Your instructions: Scan the records for the word "TempDir". Return each line where it is found.

Source data:

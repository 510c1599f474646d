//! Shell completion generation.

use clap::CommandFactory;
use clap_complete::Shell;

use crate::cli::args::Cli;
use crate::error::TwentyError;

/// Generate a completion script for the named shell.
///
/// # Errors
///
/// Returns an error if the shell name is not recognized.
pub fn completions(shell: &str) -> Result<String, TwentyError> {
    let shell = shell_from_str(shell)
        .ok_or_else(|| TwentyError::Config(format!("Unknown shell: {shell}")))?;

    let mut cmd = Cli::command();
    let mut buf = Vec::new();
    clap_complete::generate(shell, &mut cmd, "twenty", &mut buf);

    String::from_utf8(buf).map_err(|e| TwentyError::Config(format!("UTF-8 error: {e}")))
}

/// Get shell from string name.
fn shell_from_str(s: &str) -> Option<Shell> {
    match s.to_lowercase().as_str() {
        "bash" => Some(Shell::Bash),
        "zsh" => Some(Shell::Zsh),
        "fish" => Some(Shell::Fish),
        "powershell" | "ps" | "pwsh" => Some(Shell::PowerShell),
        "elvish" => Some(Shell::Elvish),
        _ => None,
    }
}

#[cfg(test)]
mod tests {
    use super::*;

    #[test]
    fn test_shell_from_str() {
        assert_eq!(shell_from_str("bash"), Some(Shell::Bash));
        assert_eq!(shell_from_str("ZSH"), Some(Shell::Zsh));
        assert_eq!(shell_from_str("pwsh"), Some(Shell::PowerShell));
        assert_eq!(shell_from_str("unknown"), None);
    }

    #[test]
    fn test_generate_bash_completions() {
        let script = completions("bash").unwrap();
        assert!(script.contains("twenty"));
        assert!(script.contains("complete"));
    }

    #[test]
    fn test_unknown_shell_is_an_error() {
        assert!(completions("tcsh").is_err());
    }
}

--

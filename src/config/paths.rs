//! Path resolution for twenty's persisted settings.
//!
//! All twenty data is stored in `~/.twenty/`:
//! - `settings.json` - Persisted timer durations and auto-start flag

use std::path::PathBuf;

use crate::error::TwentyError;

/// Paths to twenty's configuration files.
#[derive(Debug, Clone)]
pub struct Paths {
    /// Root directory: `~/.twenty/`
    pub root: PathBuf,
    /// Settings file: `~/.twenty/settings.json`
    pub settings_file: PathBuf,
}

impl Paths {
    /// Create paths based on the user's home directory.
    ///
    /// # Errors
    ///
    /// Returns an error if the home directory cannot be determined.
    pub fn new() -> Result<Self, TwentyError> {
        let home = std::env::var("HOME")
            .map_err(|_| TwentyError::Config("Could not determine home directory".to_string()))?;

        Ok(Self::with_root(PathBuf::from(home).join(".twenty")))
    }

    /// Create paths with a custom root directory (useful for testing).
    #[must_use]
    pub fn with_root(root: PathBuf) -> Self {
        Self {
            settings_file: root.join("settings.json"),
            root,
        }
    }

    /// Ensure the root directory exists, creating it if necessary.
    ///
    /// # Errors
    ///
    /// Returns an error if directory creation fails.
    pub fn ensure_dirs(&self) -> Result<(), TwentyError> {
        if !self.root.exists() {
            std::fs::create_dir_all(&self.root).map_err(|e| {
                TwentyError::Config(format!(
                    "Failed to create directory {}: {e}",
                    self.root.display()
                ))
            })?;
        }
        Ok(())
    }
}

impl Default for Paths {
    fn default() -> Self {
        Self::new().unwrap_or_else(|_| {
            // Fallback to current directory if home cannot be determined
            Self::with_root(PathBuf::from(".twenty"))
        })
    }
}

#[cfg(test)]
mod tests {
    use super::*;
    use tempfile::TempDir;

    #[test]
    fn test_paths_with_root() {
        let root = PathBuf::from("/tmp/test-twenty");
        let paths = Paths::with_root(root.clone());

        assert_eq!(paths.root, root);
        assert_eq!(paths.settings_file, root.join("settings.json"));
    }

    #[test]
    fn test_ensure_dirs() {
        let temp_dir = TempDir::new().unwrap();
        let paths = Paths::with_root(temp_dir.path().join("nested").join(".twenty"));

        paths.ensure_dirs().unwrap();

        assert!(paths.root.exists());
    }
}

Result of the exercise:
    use tempfile::TempDir;
        let temp_dir = TempDir::new().unwrap();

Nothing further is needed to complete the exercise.